↓
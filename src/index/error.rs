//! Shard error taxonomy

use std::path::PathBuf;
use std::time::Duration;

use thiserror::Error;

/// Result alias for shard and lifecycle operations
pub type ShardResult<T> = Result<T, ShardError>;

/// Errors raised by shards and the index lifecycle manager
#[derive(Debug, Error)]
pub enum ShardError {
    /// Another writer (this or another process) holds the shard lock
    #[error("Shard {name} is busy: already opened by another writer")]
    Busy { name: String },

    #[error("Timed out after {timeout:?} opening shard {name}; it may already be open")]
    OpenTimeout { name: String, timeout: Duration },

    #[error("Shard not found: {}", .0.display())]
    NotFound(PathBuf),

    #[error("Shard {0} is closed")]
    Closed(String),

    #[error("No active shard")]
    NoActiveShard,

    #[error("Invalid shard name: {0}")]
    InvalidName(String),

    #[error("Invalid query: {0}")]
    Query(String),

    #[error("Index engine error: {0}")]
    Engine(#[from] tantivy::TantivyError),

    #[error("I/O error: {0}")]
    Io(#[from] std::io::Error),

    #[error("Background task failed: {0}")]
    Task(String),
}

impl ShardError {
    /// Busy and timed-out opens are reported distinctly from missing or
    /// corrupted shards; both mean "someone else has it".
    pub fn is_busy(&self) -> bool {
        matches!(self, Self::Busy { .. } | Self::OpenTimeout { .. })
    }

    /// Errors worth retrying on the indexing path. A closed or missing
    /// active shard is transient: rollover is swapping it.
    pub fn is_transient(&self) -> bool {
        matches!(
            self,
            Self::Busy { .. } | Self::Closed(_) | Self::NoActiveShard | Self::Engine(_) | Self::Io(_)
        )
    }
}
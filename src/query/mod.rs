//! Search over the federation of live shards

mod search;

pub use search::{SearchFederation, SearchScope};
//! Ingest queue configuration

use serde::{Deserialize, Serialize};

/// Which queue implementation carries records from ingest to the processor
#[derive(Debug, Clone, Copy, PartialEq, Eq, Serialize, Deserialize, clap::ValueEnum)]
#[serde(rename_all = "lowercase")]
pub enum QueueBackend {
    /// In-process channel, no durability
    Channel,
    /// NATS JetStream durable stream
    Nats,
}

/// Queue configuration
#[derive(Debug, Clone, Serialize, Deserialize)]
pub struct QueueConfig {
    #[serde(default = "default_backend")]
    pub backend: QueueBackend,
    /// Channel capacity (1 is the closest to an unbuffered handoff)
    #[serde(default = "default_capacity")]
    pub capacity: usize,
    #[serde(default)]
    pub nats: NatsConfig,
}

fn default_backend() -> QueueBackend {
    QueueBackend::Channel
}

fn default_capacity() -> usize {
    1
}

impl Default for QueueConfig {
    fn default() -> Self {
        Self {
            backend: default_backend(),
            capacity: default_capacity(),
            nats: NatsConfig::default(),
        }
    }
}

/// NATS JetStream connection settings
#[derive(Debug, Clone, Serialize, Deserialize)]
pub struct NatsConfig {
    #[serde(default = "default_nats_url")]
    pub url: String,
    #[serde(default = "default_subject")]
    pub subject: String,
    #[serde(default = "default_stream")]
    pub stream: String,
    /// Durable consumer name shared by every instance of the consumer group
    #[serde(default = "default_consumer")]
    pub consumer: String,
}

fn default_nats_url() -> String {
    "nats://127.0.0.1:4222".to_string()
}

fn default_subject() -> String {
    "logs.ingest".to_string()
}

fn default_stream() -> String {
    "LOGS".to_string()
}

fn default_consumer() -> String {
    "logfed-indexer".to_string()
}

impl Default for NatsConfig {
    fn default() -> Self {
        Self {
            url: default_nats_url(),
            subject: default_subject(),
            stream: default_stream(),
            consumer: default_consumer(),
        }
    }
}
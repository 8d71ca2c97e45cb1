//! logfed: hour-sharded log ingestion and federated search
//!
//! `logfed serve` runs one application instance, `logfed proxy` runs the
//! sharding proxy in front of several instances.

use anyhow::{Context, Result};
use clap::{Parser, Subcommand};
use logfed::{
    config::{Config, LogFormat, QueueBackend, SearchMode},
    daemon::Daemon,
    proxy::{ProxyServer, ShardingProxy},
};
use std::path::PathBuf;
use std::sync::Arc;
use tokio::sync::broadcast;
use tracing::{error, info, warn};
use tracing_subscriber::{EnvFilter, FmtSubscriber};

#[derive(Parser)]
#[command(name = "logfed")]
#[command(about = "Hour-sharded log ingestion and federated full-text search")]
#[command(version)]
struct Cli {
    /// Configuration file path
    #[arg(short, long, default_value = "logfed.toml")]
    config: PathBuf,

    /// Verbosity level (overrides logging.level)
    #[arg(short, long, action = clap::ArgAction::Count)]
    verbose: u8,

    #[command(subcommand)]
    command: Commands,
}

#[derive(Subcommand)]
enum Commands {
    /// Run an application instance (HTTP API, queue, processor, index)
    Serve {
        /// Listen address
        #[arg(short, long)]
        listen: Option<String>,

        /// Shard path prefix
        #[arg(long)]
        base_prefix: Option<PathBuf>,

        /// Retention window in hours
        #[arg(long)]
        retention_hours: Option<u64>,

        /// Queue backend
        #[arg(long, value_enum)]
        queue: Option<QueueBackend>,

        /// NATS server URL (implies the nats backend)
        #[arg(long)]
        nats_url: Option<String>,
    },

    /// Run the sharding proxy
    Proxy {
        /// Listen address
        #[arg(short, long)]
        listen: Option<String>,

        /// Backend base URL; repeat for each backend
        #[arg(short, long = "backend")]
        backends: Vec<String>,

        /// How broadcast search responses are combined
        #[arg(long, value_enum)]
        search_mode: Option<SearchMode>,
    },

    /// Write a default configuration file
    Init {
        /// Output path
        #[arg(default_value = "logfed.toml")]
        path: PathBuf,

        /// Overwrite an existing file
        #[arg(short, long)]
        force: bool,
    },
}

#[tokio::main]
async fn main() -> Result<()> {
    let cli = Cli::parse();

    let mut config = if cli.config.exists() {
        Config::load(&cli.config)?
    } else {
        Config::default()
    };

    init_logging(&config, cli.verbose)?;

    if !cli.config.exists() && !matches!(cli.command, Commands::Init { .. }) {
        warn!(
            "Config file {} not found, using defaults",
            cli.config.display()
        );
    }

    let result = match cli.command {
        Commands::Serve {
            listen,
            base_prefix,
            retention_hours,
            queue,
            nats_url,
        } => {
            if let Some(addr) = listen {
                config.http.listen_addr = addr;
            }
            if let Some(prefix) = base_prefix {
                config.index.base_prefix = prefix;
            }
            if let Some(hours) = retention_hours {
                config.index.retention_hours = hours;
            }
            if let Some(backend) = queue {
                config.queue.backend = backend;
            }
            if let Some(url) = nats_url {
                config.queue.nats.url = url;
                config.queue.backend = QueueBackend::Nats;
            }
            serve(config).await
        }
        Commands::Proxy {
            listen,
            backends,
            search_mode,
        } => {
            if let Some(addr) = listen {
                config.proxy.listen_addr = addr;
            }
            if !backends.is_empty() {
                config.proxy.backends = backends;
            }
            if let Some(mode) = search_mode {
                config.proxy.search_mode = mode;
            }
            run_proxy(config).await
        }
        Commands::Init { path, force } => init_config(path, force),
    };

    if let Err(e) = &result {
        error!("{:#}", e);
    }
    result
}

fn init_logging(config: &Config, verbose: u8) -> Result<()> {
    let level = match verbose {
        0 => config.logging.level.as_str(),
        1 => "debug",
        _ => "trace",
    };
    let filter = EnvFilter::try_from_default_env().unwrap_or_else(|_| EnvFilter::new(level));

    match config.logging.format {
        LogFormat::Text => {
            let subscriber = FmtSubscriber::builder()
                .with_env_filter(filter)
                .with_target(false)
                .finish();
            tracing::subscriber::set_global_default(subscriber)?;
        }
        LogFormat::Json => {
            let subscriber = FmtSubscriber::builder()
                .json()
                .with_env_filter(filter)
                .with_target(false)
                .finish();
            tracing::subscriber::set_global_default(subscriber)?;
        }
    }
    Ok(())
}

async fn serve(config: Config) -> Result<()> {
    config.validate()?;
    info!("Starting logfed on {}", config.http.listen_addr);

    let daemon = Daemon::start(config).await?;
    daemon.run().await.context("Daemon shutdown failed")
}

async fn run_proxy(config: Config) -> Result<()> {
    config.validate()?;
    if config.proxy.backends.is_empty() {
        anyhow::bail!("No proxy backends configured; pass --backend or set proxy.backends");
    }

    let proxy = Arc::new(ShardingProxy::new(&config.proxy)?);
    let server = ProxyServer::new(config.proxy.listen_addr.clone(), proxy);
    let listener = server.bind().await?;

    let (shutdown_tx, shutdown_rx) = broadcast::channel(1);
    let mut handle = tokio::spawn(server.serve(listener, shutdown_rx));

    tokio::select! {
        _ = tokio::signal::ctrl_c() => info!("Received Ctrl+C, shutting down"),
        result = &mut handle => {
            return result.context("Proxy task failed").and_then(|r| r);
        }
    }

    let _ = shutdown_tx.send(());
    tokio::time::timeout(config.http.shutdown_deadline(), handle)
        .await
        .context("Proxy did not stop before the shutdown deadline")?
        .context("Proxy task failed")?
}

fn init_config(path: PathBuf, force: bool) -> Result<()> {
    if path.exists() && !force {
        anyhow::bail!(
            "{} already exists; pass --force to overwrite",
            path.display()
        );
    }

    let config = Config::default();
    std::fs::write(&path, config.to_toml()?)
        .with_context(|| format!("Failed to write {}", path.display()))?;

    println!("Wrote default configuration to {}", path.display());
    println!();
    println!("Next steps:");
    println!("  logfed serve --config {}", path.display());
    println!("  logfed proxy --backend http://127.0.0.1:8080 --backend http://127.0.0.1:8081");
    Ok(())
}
↑
» **Problem statement**
Tally lines in the listing above that include the word "bool"; respond with that number only.

» **Written solution**
4